Comments: DOLLY PALARE.

Dividing the sparkle from the munge - that's what it's all about.

Posted by taz at March 22, 2003 03:59 AM

Does this variety have an actually language community? or is it a pidgin of some sort?

Posted by mike at March 22, 2003 11:01 AM

Is there an Anthony Burgess connection? This sounds more than vaguely Clockwork Orange.

Posted by Tim at March 22, 2003 11:48 AM

Morrissey's 'Piccadilly Palare' - http://www.oz.net/moz/lyrics/bonadrag/piccadil.htm
And a couple of his comments about it - http://arcane.morrissey-solo.com/moz/mozdisc1/palare.htm

Posted by dave at March 22, 2003 03:09 PM

What is interesting about Polari is that the latin elements (aqua, palare, etc...) apparently preserve wordfs from the now obsolete Lingua Franca of North Africa. Apparently gay Londoners used to pick up Morrocan sailors at the docks, and picked up and thus preserved some of the old Linqua Franca.

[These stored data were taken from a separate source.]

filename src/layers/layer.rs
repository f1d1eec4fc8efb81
use candle_core::Result as CandleResult;
use candle_core::Tensor;

pub trait Layer {
    fn forward(&self, input: &Tensor) -> CandleResult<Tensor>;
}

Posted by zaelic at March 23, 2003 07:46 AM

The title of Morrissey's "Bona Drag" is Polari (Palare) for nice clothes, too.

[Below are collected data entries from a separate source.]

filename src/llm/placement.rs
use candle_core::{Device, Result as CandleResult};
use tracing::info;

/// Assignment of model parts to devices.
///
/// Decoder blocks are split into contiguous, near-equal ranges across the
/// visible devices. The embedding sits on the first device; the final norm
/// and LM head sit on the last.
#[derive(Debug, Clone)]
pub struct DevicePlan {
    devices: Vec<Device>,
    layer_devices: Vec<usize>,
}

impl DevicePlan {
    pub fn new(devices: Vec<Device>, num_layers: usize) -> Self {
        let devices = if devices.is_empty() {
            vec![Device::Cpu]
        } else {
            devices
        };
        let n = devices.len();
        let layer_devices = (0..num_layers).map(|i| i * n / num_layers.max(1)).collect();
        Self {
            devices,
            layer_devices,
        }
    }

    /// Every CUDA device the process can see, else Metal, else the CPU.
    pub fn detect(num_layers: usize, force_cpu: bool) -> CandleResult<Self> {
        if force_cpu {
            return Ok(Self::new(vec![Device::Cpu], num_layers));
        }

        let mut devices = Vec::new();
        if candle_core::utils::cuda_is_available() {
            let mut ordinal = 0;
            while let Ok(device) = Device::new_cuda(ordinal) {
                devices.push(device);
                ordinal += 1;
            }
        } else if candle_core::utils::metal_is_available() {
            devices.push(Device::new_metal(0)?);
        }
        if devices.is_empty() {
            info!("No accelerator available, running on CPU");
        } else {
            info!("Placing {} layers across {} device(s)", num_layers, devices.len());
        }
        Ok(Self::new(devices, num_layers))
    }

    pub fn first(&self) -> &Device {
        &self.devices[0]
    }

    pub fn last(&self) -> &Device {
        &self.devices[self.devices.len() - 1]
    }

    pub fn layer_device(&self, layer: usize) -> &Device {
        let idx = self.layer_devices.get(layer).copied().unwrap_or(0);
        &self.devices[idx]
    }

    /// Device index per decoder block.
    pub fn layer_assignment(&self) -> &[usize] {
        &self.layer_devices
    }

    pub fn num_devices(&self) -> usize {
        self.devices.len()
    }
}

Posted by Michael Davies at March 23, 2003 03:05 PM

"Is there an Anthony Burgess connection? This sounds more than vaguely Clockwork Orange."

I doubt it. The language in A Clockwork Orange is a mix of Cockney and Russian.

Posted by Chris at March 23, 2003 07:53 PM

Also, as a side note: Danny the Street in Grant Morrison's deliciously dotty run on Doom Patrol (best superhero comics of the '90s, or at least way the fuck up there) spoke Palare/Polari, by rearranging the letters of shop window signs and blowing word-smoke from chimneys and suchlike.

It's where I first heard of it, anyway.

Posted by --k. at March 23, 2003 11:44 PM

The only really Burgessy word here is "nochy," which I recognize as Slavic. "Screech" intrigues me. It's like no word meaning "to name" or "to call" I can think of, though I can't say I know much Romanes or Yiddish. Is it actually from the English, but with a somewhat changed meaning?

Posted by Martin at March 27, 2003 03:28 AM

Yeah, my guess would be English "screech" used in a generalized sense.